Court of Appeals of Alaska
Feb 16, 2011
Court of Appeals No. A-10490 (Alaska Ct. App. Feb. 16, 2011)

Opinion

Court of Appeals No. A-10490.

February 16, 2011.

Appeal from the Superior Court, Third Judicial District, Palmer, Kari Kristiansen, Judge, Trial Court No. 3PA-08-38 CR.

Appearances: David R. Edgren, Edgren Law Offices, LLC, Anchorage, for the Appellant. Terisia Chleborad, Assistant Attorney General, Office of Special Prosecutions and Appeals, Anchorage, and Daniel S. Sullivan, Attorney General, Juneau, for the Appellee.

Before: Coats, Chief Judge, and Mannheimer and Bolger, Judges.


NOTICE

Memorandum decisions of this court do not create legal precedent. See Alaska Appellate Rule 214(d) and Paragraph 7 of the Guidelines for Publication of Court of Appeals Decisions (Court of Appeals Order No. 3. Accordingly, this memorandum decision may not be cited as binding precedent for any proposition of law.

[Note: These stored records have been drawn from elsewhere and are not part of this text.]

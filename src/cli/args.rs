//! Command-line argument definitions

use std::path::PathBuf;

use clap::Args;

use crate::domain::errors::DomainResult;
use crate::domain::model::*;

/// Where results are written; unset parts fall back to configuration
#[derive(Args, Debug, Default, Clone)]
pub struct LocationArgs {
    /// Root output directory
    #[arg(long)]
    pub storage_dir: Option<PathBuf>,

    /// Folder under the root directory
    #[arg(long)]
    pub folder: Option<String>,

    /// Output file name (default: derived from the input plus a timestamp)
    #[arg(long)]
    pub name: Option<String>,
}

impl LocationArgs {
    pub fn to_location(&self) -> OutputLocation {
        OutputLocation {
            storage_dir: self.storage_dir.clone(),
            folder_name: self.folder.clone(),
            file_name: self.name.clone(),
        }
    }
}

fn parse_format(format: &Option<String>) -> DomainResult<Option<OutputFormat>> {
    format.as_deref().map(OutputFormat::parse).transpose()
}

/// Arguments for the trim command
#[derive(Args, Debug)]
pub struct TrimArgs {
    /// Input video file path
    #[arg(short, long)]
    pub input: PathBuf,

    /// Start time (HH:MM:SS.ms, MM:SS.ms, or seconds)
    #[arg(short, long)]
    pub start: String,

    /// End time (HH:MM:SS.ms, MM:SS.ms, or seconds)
    #[arg(short, long)]
    pub end: String,

    /// Output container (default: same as input)
    #[arg(long)]
    pub format: Option<String>,

    /// Re-encode instead of stream copy
    #[arg(long)]
    pub encode: bool,

    /// GIF frame rate
    #[arg(long, default_value_t = 10)]
    pub gif_fps: u32,

    /// GIF width in pixels
    #[arg(long, default_value_t = 480)]
    pub gif_scale: u32,

    /// Raw engine argument replacing the codec section (repeatable)
    #[arg(long = "engine-arg", allow_hyphen_values = true)]
    pub engine_args: Vec<String>,

    #[command(flatten)]
    pub location: LocationArgs,
}

impl TrimArgs {
    pub fn into_request(self) -> DomainResult<TrimRequest> {
        let start = TimeSpec::parse(&self.start)?;
        let end = TimeSpec::parse(&self.end)?;
        let mut request = TrimRequest::new(self.input, start, end)?
            .with_location(self.location.to_location())
            .with_encoding(self.encode)
            .with_gif_options(GifOptions {
                fps: self.gif_fps,
                scale: self.gif_scale,
            });
        if let Some(format) = parse_format(&self.format)? {
            request = request.with_format(format);
        }
        if !self.engine_args.is_empty() {
            request = request.with_custom_args(self.engine_args);
        }
        Ok(request)
    }
}

/// Arguments for the transcode command
#[derive(Args, Debug)]
pub struct TranscodeArgs {
    /// Input video file path
    #[arg(short, long)]
    pub input: PathBuf,

    /// Output container (default: mp4)
    #[arg(long)]
    pub format: Option<String>,

    /// Video codec (default from configuration)
    #[arg(long)]
    pub video_codec: Option<String>,

    /// Audio codec (default from configuration)
    #[arg(long)]
    pub audio_codec: Option<String>,

    /// Encoding preset
    #[arg(long)]
    pub preset: Option<String>,

    /// Constant Rate Factor (0-51)
    #[arg(long)]
    pub crf: Option<u8>,

    /// Resolution factor in (0, 1]
    #[arg(long)]
    pub scale: Option<f64>,

    /// Target video bitrate, e.g. 2500k
    #[arg(long)]
    pub bitrate: Option<String>,

    /// Peak video bitrate
    #[arg(long)]
    pub max_bitrate: Option<String>,

    /// Extra engine argument appended before the output (repeatable)
    #[arg(long = "engine-arg", allow_hyphen_values = true)]
    pub engine_args: Vec<String>,

    #[command(flatten)]
    pub location: LocationArgs,
}

impl TranscodeArgs {
    pub fn into_request(self) -> DomainResult<TranscodeRequest> {
        Ok(TranscodeRequest {
            format: parse_format(&self.format)?,
            location: self.location.to_location(),
            video_codec: self.video_codec,
            audio_codec: self.audio_codec,
            preset: self.preset,
            crf: self.crf,
            scale: self.scale,
            bitrate: self.bitrate,
            max_bitrate: self.max_bitrate,
            extra_args: self.engine_args,
            ..TranscodeRequest::new(self.input)
        })
    }
}

/// Arguments for the convert command
#[derive(Args, Debug)]
pub struct ConvertArgs {
    /// Source URL (http, https, rtmp, rtsp or file)
    #[arg(short, long)]
    pub url: String,

    /// Output container (default: mp4)
    #[arg(long)]
    pub format: Option<String>,

    #[command(flatten)]
    pub location: LocationArgs,
}

impl ConvertArgs {
    pub fn into_request(self) -> DomainResult<ConvertRequest> {
        let mut request = ConvertRequest::new(self.url);
        request.location = self.location.to_location();
        request.format = parse_format(&self.format)?;
        Ok(request)
    }
}

/// Arguments for the hls command
#[derive(Args, Debug)]
pub struct HlsArgs {
    /// Input video file path or URL
    #[arg(short, long)]
    pub input: String,

    /// Segment duration in seconds (default from configuration)
    #[arg(long)]
    pub segment_seconds: Option<u32>,

    /// Re-encode instead of stream copy
    #[arg(long)]
    pub reencode: bool,

    #[command(flatten)]
    pub location: LocationArgs,
}

impl HlsArgs {
    pub fn into_request(self) -> HlsRequest {
        let mut request = HlsRequest::new(self.input);
        request.location = self.location.to_location();
        request.segment_seconds = self.segment_seconds;
        request.reencode = self.reencode;
        request
    }
}

/// Arguments for the hls-multi command
#[derive(Args, Debug)]
pub struct HlsMultiArgs {
    /// Input video file path or URL
    #[arg(short, long)]
    pub input: String,

    /// Segment duration in seconds (default from configuration)
    #[arg(long)]
    pub segment_seconds: Option<u32>,

    /// Rendition as SCALE:MAXRATE:BITRATE, e.g. 0.5:1498k:1400k (repeatable;
    /// default: 1.0, 0.75 and 0.5 renditions)
    #[arg(long = "variant")]
    pub variants: Vec<VariantOption>,

    /// Drop the audio track from every rendition
    #[arg(long)]
    pub no_audio: bool,

    #[command(flatten)]
    pub location: LocationArgs,
}

impl HlsMultiArgs {
    pub fn into_request(self) -> MultiVariantHlsRequest {
        let mut request = MultiVariantHlsRequest::new(self.input);
        if !self.variants.is_empty() {
            request = request.with_variants(self.variants);
        }
        request.location = self.location.to_location();
        request.segment_seconds = self.segment_seconds;
        request.include_audio = !self.no_audio;
        request
    }
}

MEMORANDUM OPINION AND JUDGMENT


Allen K. Theodore appeals his conviction for felony driving under the influence, felony refusal to submit to a chemical test, and misconduct involving weapons in the fourth degree, arguing the superior court erred in refusing to suppress evidence suggesting that his truck would start without a key, and claiming that insufficient evidence supports his convictions. We reject his arguments and affirm his convictions. Facts and procedural history

Two brothers, Richard and James Latimer, living outside of Talkeetna, called the Alaska State Troopers on January 5, 2008, at 1:30 a.m., complaining that someone was stuck in their driveway. Trooper Andrew Adams responded to the scene. When he arrived at the residence, he saw Theodore climb out of the driver's side door of a truck. Although Theodore denied driving the truck, after an initial investigation, Trooper Adams arrested Theodore for driving under the influence (DUI). Trooper Adams interviewed the Latimers and inspected Theodore's truck. In the snow outside the driver's side door of the truck he found a handgun, and he found a magazine and holster on the seat of the truck. He also found an empty beer can on the driver's side floorboard and an unopened twelve-pack of beer on the passenger's side floorboard.

When Trooper Adams arrested him, the keys Theodore had did not fit the truck. In preparing to impound Theodore's truck, Trooper Adams turned the truck's ignition device to the accessory position without a key: the battery power came on, but he did not turn the motor on. Trooper Adams was checking to see if the truck could be shifted out of park to avoid damaging the truck during the impound process.

Theodore's defense at trial was that another individual had driven the truck to the Latimers' yard. After the truck got stuck, the other individual left with Theodore's key and a promise to return but never did. Several days after he was charged, Theodore turned over to the troopers a wallet he said he found in his truck. The wallet belonged to a man who stated he had lost it two years before at the Dimond Mall in Anchorage and who claimed that he had never been in Talkeetna and had never met Theodore before.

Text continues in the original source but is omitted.